Millennials have grown up with Facebook, then Twitter, then Instagram, and now Snapchat. They’re used to share pictures and updates in real-time, and these kids (are we still kids?) thrive off of this interaction. That’s why Snapchat has become so popular, it provides the opportunity for instant gratification and sharing. Users can show off how “cool” their Saturday nights at the club are, or stunning shots of their recent vacation to Hawaii.

Enter, Snapchat and Snapchat Geo-filters, the first of their inevitable multiple paid products. When I’m on campus at school at Bryant University, there are two Bryant-themed filters I can overlay on my snaps. Last Christmas season, Snapchat had ornament-style graphics available based on which state you were in. I went home to Western Massachusetts for Christmas, and my snaps had a “MA” ornament filter available to place in the corner to show my followers where I was, home for the holidays. Originally reserved for Snapchat to upload, they’ve recently released their platform for uploading your own custom filters for anything; birthday parties, weddings, and the likes (Read Gary Vaynerchuk’s guide to the new feature here). It’s absurdly cheap, for the potential reach and usability, both for personal use and absolutely for business use.

So what? Users can put cute little borders and graphics on their snaps of them hiking a mountain, or sipping a margarita on a beach somewhere? My mom is a prime time example of this (Hey Mom).

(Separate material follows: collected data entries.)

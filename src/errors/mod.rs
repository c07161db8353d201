//! Error handling module for the sponsorship backend.
//!
//! Provides centralized error types with mapping to HTTP status codes and response envelopes.

use axum::{
    http::StatusCode,
    response::{IntoResponse, Response},
    Json,
};
use serde::{Deserialize, Serialize};

/// Error codes as constants to avoid stringly-typed errors.
pub mod codes {
    pub const UNAUTHORIZED: &str = "UNAUTHORIZED";
    pub const PERMISSION_DENIED: &str = "PERMISSION_DENIED";
    pub const NOT_FOUND: &str = "NOT_FOUND";
    pub const VALIDATION_ERROR: &str = "VALIDATION_ERROR";
    pub const CONFLICT: &str = "CONFLICT";
    pub const VERSION_MISMATCH: &str = "VERSION_MISMATCH";
    pub const TRANSIENT_IO: &str = "TRANSIENT_IO";
    pub const INTERNAL_ERROR: &str = "INTERNAL_ERROR";
    pub const DATABASE_ERROR: &str = "DATABASE_ERROR";
    pub const SEARCH_ERROR: &str = "SEARCH_ERROR";
    pub const BAD_REQUEST: &str = "BAD_REQUEST";
}

/// SQLite result code for a locked database (`SQLITE_BUSY`).
const SQLITE_BUSY: &str = "5";
/// Extended code for a read snapshot made stale by another writer's commit (`SQLITE_BUSY_SNAPSHOT`).
const SQLITE_BUSY_SNAPSHOT: &str = "517";

/// Whether a failed write lost a race with another writer: a uniqueness violation, or a lock
/// conflict raised when a transaction that already read tries to start writing.
pub fn is_write_contention(err: &sqlx::Error) -> bool {
    match err {
        sqlx::Error::Database(db_err) => {
            db_err.is_unique_violation()
                || matches!(
                    db_err.code().as_deref(),
                    Some(SQLITE_BUSY) | Some(SQLITE_BUSY_SNAPSHOT)
                )
        }
        _ => false,
    }
}

/// Application error type.
#[derive(Debug)]
pub enum AppError {
    /// Authentication required
    Unauthorized(String),
    /// Authorization policy rejected the operation
    PermissionDenied(String),
    /// Resource not found
    NotFound(String),
    /// Validation error, raised before any write is attempted
    Validation(String),
    /// Uniqueness violation (e.g. two writers creating the same year's record)
    Conflict(String),
    /// Optimistic concurrency conflict
    VersionMismatch {
        message: String,
        current_version: i64,
    },
    /// Network or storage failure worth a manual retry
    Transient(String),
    /// Database error
    Database(String),
    /// Search index error
    Search(String),
    /// Internal server error
    Internal(String),
    /// Bad request
    BadRequest(String),
}

impl AppError {
    /// Get the HTTP status code for this error.
    pub fn status_code(&self) -> StatusCode {
        match self {
            AppError::Unauthorized(_) => StatusCode::UNAUTHORIZED,
            AppError::PermissionDenied(_) => StatusCode::FORBIDDEN,
            AppError::NotFound(_) => StatusCode::NOT_FOUND,
            AppError::Validation(_) => StatusCode::BAD_REQUEST,
            AppError::Conflict(_) => StatusCode::CONFLICT,
            AppError::VersionMismatch { .. } => StatusCode::CONFLICT,
            AppError::Transient(_) => StatusCode::SERVICE_UNAVAILABLE,
            AppError::Database(_) => StatusCode::INTERNAL_SERVER_ERROR,
            AppError::Search(_) => StatusCode::INTERNAL_SERVER_ERROR,
            AppError::Internal(_) => StatusCode::INTERNAL_SERVER_ERROR,
            AppError::BadRequest(_) => StatusCode::BAD_REQUEST,
        }
    }

    /// Get the error code for this error.
    pub fn error_code(&self) -> &'static str {
        match self {
            AppError::Unauthorized(_) => codes::UNAUTHORIZED,
            AppError::PermissionDenied(_) => codes::PERMISSION_DENIED,
            AppError::NotFound(_) => codes::NOT_FOUND,
            AppError::Validation(_) => codes::VALIDATION_ERROR,
            AppError::Conflict(_) => codes::CONFLICT,
            AppError::VersionMismatch { .. } => codes::VERSION_MISMATCH,
            AppError::Transient(_) => codes::TRANSIENT_IO,
            AppError::Database(_) => codes::DATABASE_ERROR,
            AppError::Search(_) => codes::SEARCH_ERROR,
            AppError::Internal(_) => codes::INTERNAL_ERROR,
            AppError::BadRequest(_) => codes::BAD_REQUEST,
        }
    }

    /// Get the error message.
    pub fn message(&self) -> String {
        match self {
            AppError::Unauthorized(msg)
            | AppError::PermissionDenied(msg)
            | AppError::NotFound(msg)
            | AppError::Validation(msg)
            | AppError::Conflict(msg)
            | AppError::Transient(msg)
            | AppError::Database(msg)
            | AppError::Search(msg)
            | AppError::Internal(msg)
            | AppError::BadRequest(msg) => msg.clone(),
            AppError::VersionMismatch { message, .. } => message.clone(),
        }
    }
}

impl std::fmt::Display for AppError {
    fn fmt(&self, f: &mut std::fmt::Formatter<'_>) -> std::fmt::Result {
        write!(f, "{}: {}", self.error_code(), self.message())
    }
}

impl std::error::Error for AppError {}

impl From<sqlx::Error> for AppError {
    fn from(err: sqlx::Error) -> Self {
        match &err {
            sqlx::Error::Database(db_err) if db_err.is_unique_violation() => {
                tracing::debug!("Uniqueness violation: {:?}", err);
                AppError::Conflict(format!("Record already exists: {}", db_err.message()))
            }
            sqlx::Error::Database(db_err) if db_err.is_foreign_key_violation() => {
                AppError::Validation(format!("Referenced record does not exist: {}", db_err.message()))
            }
            sqlx::Error::Database(db_err)
                if db_err.code().as_deref() == Some(SQLITE_BUSY_SNAPSHOT) =>
            {
                tracing::debug!("Stale read snapshot: {:?}", err);
                AppError::Conflict("Data changed while the request was running; retry".to_string())
            }
            sqlx::Error::Database(db_err) if db_err.code().as_deref() == Some(SQLITE_BUSY) => {
                tracing::warn!("Database busy: {:?}", err);
                AppError::Transient("Database is busy, please retry".to_string())
            }
            sqlx::Error::PoolTimedOut
            | sqlx::Error::PoolClosed
            | sqlx::Error::WorkerCrashed
            | sqlx::Error::Io(_) => {
                tracing::error!("Database unavailable: {:?}", err);
                AppError::Transient(format!("Database unavailable: {}", err))
            }
            _ => {
                tracing::error!("Database error: {:?}", err);
                AppError::Database(format!("Database error: {}", err))
            }
        }
    }
}

impl From<tantivy::TantivyError> for AppError {
    fn from(err: tantivy::TantivyError) -> Self {
        tracing::error!("Search error: {:?}", err);
        AppError::Search(format!("Search error: {}", err))
    }
}

impl From<serde_json::Error> for AppError {
    fn from(err: serde_json::Error) -> Self {
        tracing::error!("JSON error: {:?}", err);
        AppError::BadRequest(format!("JSON error: {}", err))
    }
}

impl From<reqwest::Error> for AppError {
    fn from(err: reqwest::Error) -> Self {
        tracing::warn!("Outbound HTTP error: {:?}", err);
        AppError::Transient(format!("Outbound request failed: {}", err))
    }
}

/// Error details in the response envelope.
#[derive(Debug, Serialize, Deserialize)]
pub struct ErrorDetails {
    pub code: String,
    pub message: String,
    #[serde(skip_serializing_if = "Option::is_none")]
    pub details: Option<serde_json::Value>,
}

/// Error response envelope.
#[derive(Debug, Serialize, Deserialize)]
#[serde(rename_all = "camelCase")]
pub struct ErrorResponse {
    pub success: bool,
    pub error: ErrorDetails,
    pub revision_id: i64,
}

impl ErrorResponse {
    pub fn new(error: &AppError, revision_id: i64) -> Self {
        let details = match error {
            AppError::VersionMismatch {
                current_version, ..
            } => Some(serde_json::json!({ "currentVersion": current_version })),
            _ => None,
        };

        Self {
            success: false,
            error: ErrorDetails {
                code: error.error_code().to_string(),
                message: error.message(),
                details,
            },
            revision_id,
        }
    }
}

/// Wrapper type for errors that carry revision_id context.
pub struct AppErrorWithRevision {
    pub error: AppError,
    pub revision_id: i64,
}

impl IntoResponse for AppErrorWithRevision {
    fn into_response(self) -> Response {
        let status = self.error.status_code();
        let body = ErrorResponse::new(&self.error, self.revision_id);
        (status, Json(body)).into_response()
    }
}

#[cfg(test)]
mod tests {
    use super::*;

    #[test]
    fn test_status_codes_follow_taxonomy() {
        assert_eq!(
            AppError::NotFound("x".into()).status_code(),
            StatusCode::NOT_FOUND
        );
        assert_eq!(
            AppError::Conflict("x".into()).status_code(),
            StatusCode::CONFLICT
        );
        assert_eq!(
            AppError::PermissionDenied("x".into()).status_code(),
            StatusCode::FORBIDDEN
        );
        assert_eq!(
            AppError::Transient("x".into()).status_code(),
            StatusCode::SERVICE_UNAVAILABLE
        );
        assert_eq!(
            AppError::Validation("x".into()).error_code(),
            codes::VALIDATION_ERROR
        );
    }

    #[test]
    fn test_version_mismatch_carries_details() {
        let err = AppError::VersionMismatch {
            message: "stale".into(),
            current_version: 4,
        };
        let body = ErrorResponse::new(&err, 9);
        assert!(!body.success);
        assert_eq!(body.error.code, codes::VERSION_MISMATCH);
        assert_eq!(body.error.details.unwrap()["currentVersion"], 4);
        assert_eq!(body.revision_id, 9);
    }

    #[test]
    fn test_pool_timeout_is_transient() {
        let err: AppError = sqlx::Error::PoolTimedOut.into();
        assert_eq!(err.error_code(), codes::TRANSIENT_IO);
    }
}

Everywhere we go, the first thing she does is pull out her phone, load Snapchat and see what types of filters she gets for that location.

But what she does next is what’s truly intriguing, and is growing. She’ll snap a picture of me and my brother, overlay a filter, and DOWNLOAD IT. Two minutes later, that photo of us & cute little Boston-themed filter are on Facebook, for her friends and family to see. Instantly they know where we are, based on the filter, and 15 comments ensue about having a good time, safe travels, etc.

But again, why does this matter as a marketer?

Assume my mom is in Boston, and one of the Boston-themed filters she finds is sponsored by a small, yet locally popular coffee shop, who has uploaded this Snapchat filter for a 2 mile radius around the shop. The filter features their brand new all-natural iced tea, and its 94 degrees that day. Best case scenario, my mom drags us to the shop for an iced tea. Or she posts that to her story, and a flood of her local Bostonian friends reply, highly recommending the shop, and they get our business that way. It’s a platform with a tough ROI to measure, but does that mean a brand shouldn’t do it at all? Absolutely not. It’s a situation where it will pay dividends in 12–18 to be an early mover on (Again, check out Gary Varynerchuk’s work on this), and become known as the industry standard for advertising on Snapchat as their analytics and advertising platforms continue to develop.

Snapchat is where the attention of the younger generation is, and it’s growing older by the day. The sooner the marketer realizes, understands and embraces this process, both in organic and paid content, the sooner they can execute on this attention, and get a step ahead of the competition.